My day job took me to out to the school where the bus crash was today. We are providing some extra counselors for them for a few weeks. It's been nine days since the crash. I saw one teacher, and my co-worker saw one child. The regular counseling staff who are better known to and trusted by the kids told us they are talking to about six or seven kids a day right now. The last of the funerals was this afternoon. The biggest concern now is for the teachers who all seem to feel they need to keep up a brave front for the students and don't seem to think they can take any time off, even for their own grief. I encounter this a lot in my regualr counseling practice, among lots of people, this caregiving at any price. This need to "be strong" for others.
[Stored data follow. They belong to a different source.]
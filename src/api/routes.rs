//! API route configuration.

use crate::api::handlers::{
    events_handler, get_link_handler, list_links_handler, record_access_handler,
    shorten_handler, shorten_single_handler, validate_handler,
};
use crate::state::AppState;
use axum::{
    Router,
    routing::{get, post},
};

/// All routes mounted under `/api`.
///
/// # Endpoints
///
/// - `POST /shorten`              - Create a batch of links (validity in minutes)
/// - `POST /shorten/single`       - Create one link (validity in days)
/// - `POST /validate`             - Validate a batch without creating anything
/// - `GET  /links`                - List links in creation order
/// - `GET  /links/{code}`         - Look up a link
/// - `POST /links/{code}/access`  - Record one access
/// - `GET  /events`               - Event log
pub fn api_routes() -> Router<AppState> {
    Router::new()
        .route("/shorten", post(shorten_handler))
        .route("/shorten/single", post(shorten_single_handler))
        .route("/validate", post(validate_handler))
        .route("/links", get(list_links_handler))
        .route("/links/{code}", get(get_link_handler))
        .route("/links/{code}/access", post(record_access_handler))
        .route("/events", get(events_handler))
}
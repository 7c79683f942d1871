//! Application layer services implementing the registry rules.
//!
//! Services coordinate identifier generation, validation and event recording
//! and expose a clean API for the HTTP handlers and the CLI.
//!
//! # Available Services
//!
//! - [`services::link_registry::LinkRegistry`] - Link creation, resolution and access accounting
//! - [`services::batch_validator::BatchValidator`] - Whole-batch validation of creation requests

pub mod services;
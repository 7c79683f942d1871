//! DTOs for the link creation and batch validation endpoints.

use regex::Regex;
use serde::{Deserialize, Deserializer, Serialize};
use std::sync::LazyLock;
use validator::Validate;

use crate::application::services::{BatchReport, CreationRequest};
use crate::error::ErrorInfo;

/// Characters allowed in a caller-supplied shortcode.
static SHORTCODE_REGEX: LazyLock<Regex> =
    LazyLock::new(|| Regex::new(r"^[A-Za-z0-9_-]+$").expect("shortcode pattern is valid"));

/// Request to shorten one or more URLs.
///
/// The batch is checked as a whole by the registry's batch validator, so
/// the items carry raw form values rather than validated types.
#[derive(Debug, Deserialize)]
pub struct ShortenRequest {
    #[serde(default)]
    pub urls: Vec<UrlItem>,
}

/// One row of a batch: raw URL, validity in minutes and optional shortcode.
#[derive(Debug, Clone, Default, Deserialize)]
pub struct UrlItem {
    #[serde(default)]
    pub url: String,

    /// Accepts either a JSON number or a string, as typed by the caller.
    #[serde(default, deserialize_with = "number_or_string")]
    pub validity_minutes: Option<String>,

    #[serde(default)]
    pub shortcode: Option<String>,
}

impl From<UrlItem> for CreationRequest {
    fn from(item: UrlItem) -> Self {
        CreationRequest {
            url: item.url,
            validity: item.validity_minutes,
            shortcode: item.shortcode,
        }
    }
}

impl ShortenRequest {
    pub fn into_creation_requests(self) -> Vec<CreationRequest> {
        self.urls.into_iter().map(CreationRequest::from).collect()
    }
}

fn number_or_string<'de, D>(deserializer: D) -> Result<Option<String>, D::Error>
where
    D: Deserializer<'de>,
{
    #[derive(Deserialize)]
    #[serde(untagged)]
    enum Raw {
        Text(String),
        Number(serde_json::Number),
    }

    Ok(Option::<Raw>::deserialize(deserializer)?.map(|raw| match raw {
        Raw::Text(text) => text,
        Raw::Number(number) => number.to_string(),
    }))
}

/// Response containing batch processing results.
#[derive(Debug, Serialize)]
pub struct ShortenResponse {
    pub summary: BatchSummary,
    pub items: Vec<ShortenResultItem>,
}

/// Individual result for a URL in the batch.
#[derive(Debug, Serialize)]
#[serde(untagged)]
pub enum ShortenResultItem {
    Success {
        url: String,
        short_id: String,
        short_url: String,
        expires_at: chrono::DateTime<chrono::Utc>,
    },
    Error {
        url: String,
        error: ErrorInfo,
    },
}

/// Summary statistics for batch processing.
#[derive(Debug, Serialize)]
pub struct BatchSummary {
    pub total: usize,
    pub successful: usize,
    pub failed: usize,
}

/// Response of `POST /api/validate`.
#[derive(Debug, Serialize)]
pub struct ValidateResponse {
    pub max_batch_size: usize,
    #[serde(flatten)]
    pub report: BatchReport,
}

/// Request to shorten a single URL, with validity in days.
#[derive(Debug, Deserialize, Validate)]
pub struct SingleShortenRequest {
    #[validate(url(message = "Invalid URL"))]
    pub url: String,

    #[validate(range(min = 1, message = "Enter positive number"))]
    pub validity_days: Option<i64>,

    #[validate(length(min = 1, max = 10, message = "Shortcode must be 1-10 characters"))]
    #[validate(regex(
        path = "*SHORTCODE_REGEX",
        message = "Shortcode can only contain letters, digits, '-' and '_'"
    ))]
    pub shortcode: Option<String>,
}

impl SingleShortenRequest {
    /// Treats a blank shortcode as absent.
    pub fn normalize(mut self) -> Self {
        if self
            .shortcode
            .as_deref()
            .is_some_and(|code| code.trim().is_empty())
        {
            self.shortcode = None;
        }
        self
    }
}
//! Application configuration loaded from environment variables.
//!
//! Configuration is loaded once at startup and validated before the registry
//! is built. Every variable is optional:
//!
//! ```bash
//! export LISTEN="0.0.0.0:3000"
//! export BASE_URL="https://s.example.com"
//! export DEFAULT_VALIDITY_MINUTES="43200"
//! export SHORT_ID_LENGTH="5"
//! export SHORT_ID_ALPHABET="0123456789abcdefghijklmnopqrstuvwxyz"
//! export MAX_GENERATION_ATTEMPTS="10"
//! export MAX_BATCH_SIZE="5"
//! export EVENT_RETENTION="10000"   # or "unbounded"
//! export ENFORCE_EXPIRY="false"
//! ```
//!
//! - `RUST_LOG` - Log level (default: `info`)
//! - `LOG_FORMAT` - Log format: `text` or `json` (default: `text`)

use anyhow::{Context, Result};
use std::collections::HashSet;
use std::env;
use std::num::NonZeroUsize;

use crate::application::services::batch_validator::DEFAULT_MAX_BATCH_SIZE;
use crate::domain::entities::DEFAULT_VALIDITY_MINUTES;
use crate::domain::event_log::EventRetention;
use crate::utils::code_generator::{
    CodeGenerator, DEFAULT_ALPHABET, DEFAULT_CODE_LENGTH, DEFAULT_MAX_ATTEMPTS,
};

/// Default number of events kept in memory.
const DEFAULT_EVENT_RETENTION: usize = 10_000;

/// Service configuration loaded from environment variables.
#[derive(Debug, Clone)]
pub struct Config {
    pub listen_addr: String,
    /// Public origin used to build short URLs, without trailing slash.
    pub base_url: String,
    pub log_level: String,
    pub log_format: String,
    /// Validity applied when a request does not specify one.
    pub default_validity_minutes: i64,
    pub short_id_length: usize,
    pub short_id_alphabet: String,
    /// Candidates drawn per generated identifier before giving up.
    pub max_generation_attempts: usize,
    pub max_batch_size: usize,
    pub event_retention: EventRetention,
    /// When true, resolving an expired link fails with 410 Gone.
    pub enforce_expiry: bool,
}

impl Default for Config {
    fn default() -> Self {
        Self {
            listen_addr: "0.0.0.0:3000".to_string(),
            base_url: "http://localhost:3000".to_string(),
            log_level: "info".to_string(),
            log_format: "text".to_string(),
            default_validity_minutes: DEFAULT_VALIDITY_MINUTES,
            short_id_length: DEFAULT_CODE_LENGTH,
            short_id_alphabet: DEFAULT_ALPHABET.to_string(),
            max_generation_attempts: DEFAULT_MAX_ATTEMPTS,
            max_batch_size: DEFAULT_MAX_BATCH_SIZE,
            event_retention: EventRetention::MaxEntries(
                NonZeroUsize::new(DEFAULT_EVENT_RETENTION).unwrap_or(NonZeroUsize::MIN),
            ),
            enforce_expiry: false,
        }
    }
}

impl Config {
    /// Loads configuration from environment variables.
    ///
    /// Unparseable numeric values fall back to their defaults.
    ///
    /// # Errors
    ///
    /// Returns an error if `EVENT_RETENTION` is neither a positive integer
    /// nor `unbounded`.
    pub fn from_env() -> Result<Self> {
        let defaults = Self::default();

        let listen_addr = env::var("LISTEN").unwrap_or(defaults.listen_addr);
        let base_url = env::var("BASE_URL")
            .map(|v| v.trim_end_matches('/').to_string())
            .unwrap_or(defaults.base_url);
        let log_level = env::var("RUST_LOG").unwrap_or(defaults.log_level);
        let log_format = env::var("LOG_FORMAT").unwrap_or(defaults.log_format);

        let default_validity_minutes = parse_env("DEFAULT_VALIDITY_MINUTES")
            .unwrap_or(defaults.default_validity_minutes);
        let short_id_length = parse_env("SHORT_ID_LENGTH").unwrap_or(defaults.short_id_length);
        let short_id_alphabet =
            env::var("SHORT_ID_ALPHABET").unwrap_or(defaults.short_id_alphabet);
        let max_generation_attempts =
            parse_env("MAX_GENERATION_ATTEMPTS").unwrap_or(defaults.max_generation_attempts);
        let max_batch_size = parse_env("MAX_BATCH_SIZE").unwrap_or(defaults.max_batch_size);

        let event_retention = match env::var("EVENT_RETENTION") {
            Ok(raw) => parse_retention(&raw)
                .with_context(|| format!("Invalid EVENT_RETENTION value '{}'", raw))?,
            Err(_) => defaults.event_retention,
        };

        let enforce_expiry = env::var("ENFORCE_EXPIRY")
            .map(|v| v.eq_ignore_ascii_case("true") || v == "1")
            .unwrap_or(false);

        Ok(Self {
            listen_addr,
            base_url,
            log_level,
            log_format,
            default_validity_minutes,
            short_id_length,
            short_id_alphabet,
            max_generation_attempts,
            max_batch_size,
            event_retention,
            enforce_expiry,
        })
    }

    /// Validates the configuration.
    ///
    /// # Errors
    ///
    /// Returns an error if any value is outside its allowed range.
    pub fn validate(&self) -> Result<()> {
        if self.log_format != "text" && self.log_format != "json" {
            anyhow::bail!(
                "LOG_FORMAT must be 'text' or 'json', got '{}'",
                self.log_format
            );
        }

        if !self.listen_addr.contains(':') {
            anyhow::bail!(
                "LISTEN must be in format 'host:port', got '{}'",
                self.listen_addr
            );
        }

        if !self.base_url.starts_with("http://") && !self.base_url.starts_with("https://") {
            anyhow::bail!(
                "BASE_URL must start with 'http://' or 'https://', got '{}'",
                self.base_url
            );
        }

        if self.default_validity_minutes <= 0 {
            anyhow::bail!(
                "DEFAULT_VALIDITY_MINUTES must be greater than 0, got {}",
                self.default_validity_minutes
            );
        }

        if !(1..=32).contains(&self.short_id_length) {
            anyhow::bail!(
                "SHORT_ID_LENGTH must be between 1 and 32, got {}",
                self.short_id_length
            );
        }

        let unique: HashSet<char> = self.short_id_alphabet.chars().collect();
        if unique.len() < 2 || unique.len() != self.short_id_alphabet.chars().count() {
            anyhow::bail!("SHORT_ID_ALPHABET must contain at least 2 distinct characters");
        }
        if !self.short_id_alphabet.chars().all(|c| c.is_ascii_alphanumeric()) {
            anyhow::bail!("SHORT_ID_ALPHABET may only contain ASCII letters and digits");
        }

        if !(1..=10_000).contains(&self.max_generation_attempts) {
            anyhow::bail!(
                "MAX_GENERATION_ATTEMPTS must be between 1 and 10000, got {}",
                self.max_generation_attempts
            );
        }

        if !(1..=100).contains(&self.max_batch_size) {
            anyhow::bail!(
                "MAX_BATCH_SIZE must be between 1 and 100, got {}",
                self.max_batch_size
            );
        }

        Ok(())
    }

    /// Identifier generator seeded from OS entropy with the configured shape.
    pub fn code_generator(&self) -> CodeGenerator {
        self.shape_generator(CodeGenerator::from_entropy())
    }

    /// Deterministic identifier generator with the configured shape.
    pub fn seeded_code_generator(&self, seed: u64) -> CodeGenerator {
        self.shape_generator(CodeGenerator::seeded(seed))
    }

    fn shape_generator(&self, generator: CodeGenerator) -> CodeGenerator {
        generator
            .with_alphabet(&self.short_id_alphabet)
            .with_length(self.short_id_length)
            .with_max_attempts(self.max_generation_attempts)
    }

    /// Prints configuration summary.
    pub fn print_summary(&self) {
        tracing::info!("Configuration loaded:");
        tracing::info!("  Listen address: {}", self.listen_addr);
        tracing::info!("  Base URL: {}", self.base_url);
        tracing::info!("  Log level: {}", self.log_level);
        tracing::info!("  Log format: {}", self.log_format);
        tracing::info!("  Default validity: {} minutes", self.default_validity_minutes);
        tracing::info!(
            "  Short IDs: {} chars over {} symbols ({} attempts)",
            self.short_id_length,
            self.short_id_alphabet.chars().count(),
            self.max_generation_attempts
        );
        tracing::info!("  Max batch size: {}", self.max_batch_size);
        match self.event_retention {
            EventRetention::Unbounded => tracing::info!("  Event retention: unbounded"),
            EventRetention::MaxEntries(n) => tracing::info!("  Event retention: {} entries", n),
        }
        tracing::info!(
            "  Expiry: {}",
            if self.enforce_expiry { "enforced" } else { "advisory" }
        );
    }
}

fn parse_env<T: std::str::FromStr>(key: &str) -> Option<T> {
    env::var(key).ok().and_then(|v| v.trim().parse().ok())
}

/// Parses `unbounded` or a positive entry count.
fn parse_retention(raw: &str) -> Option<EventRetention> {
    let raw = raw.trim();
    if raw.eq_ignore_ascii_case("unbounded") {
        return Some(EventRetention::Unbounded);
    }
    raw.parse::<NonZeroUsize>()
        .ok()
        .map(EventRetention::MaxEntries)
}

/// Loads and validates configuration from environment variables.
///
/// # Errors
///
/// Returns an error if a variable is malformed or validation fails.
///
/// # Note
///
/// This function expects environment variables to be already loaded
/// (e.g., via `dotenvy::dotenv()` in `main.rs`).
pub fn load_from_env() -> Result<Config> {
    let config = Config::from_env()?;
    config.validate()?;
    Ok(config)
}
Since things were a little slow this morning I went back to reading Healing Through the Dark Emotions. I think Greenspan is right when she says we have "emotion-phobia" in our culture, with the ambivalence that tells us, as she says on the one hand to medicate our feelings out of existence any way we can, and on the other to express them at every opportunity. She suggests a third alternative...that by mindfully and consciously experiencing the so-called "dark" emotions of grief, fear and despair we will be released from the grip of their suffering. This book has been sitting around on my bookshelf. I bought it a while back and started reading it and then got distracted by the eighty other books I started reading. It floated to the top again recently, and, it seems, at a good time. There are some things going on right now that are engendering those very emotions in my life, and I am finding some of the things she is saying about them to be very apt and accurate. I am finding myself encouraged by her words to want to move forward in being mindful in entering into what is transpiring and embracing these "dark emotions" rather than running from it or trying to ease through it with a lesser engagement. I am not sure how much I will share here about the content, but I will try to talk a bit about the process as it unfolds if that doesn't prove too unwieldy.
One of my favorite quotes so far from Greenspan: "A culture that insists on labeling suffering as pathology, that is ashamed of suffering as a sign of failure or inadequacy, a culture bent on the quick fix for emotional pain, inevitably ends up denying both the social and spiritual dimensions of our sorrows."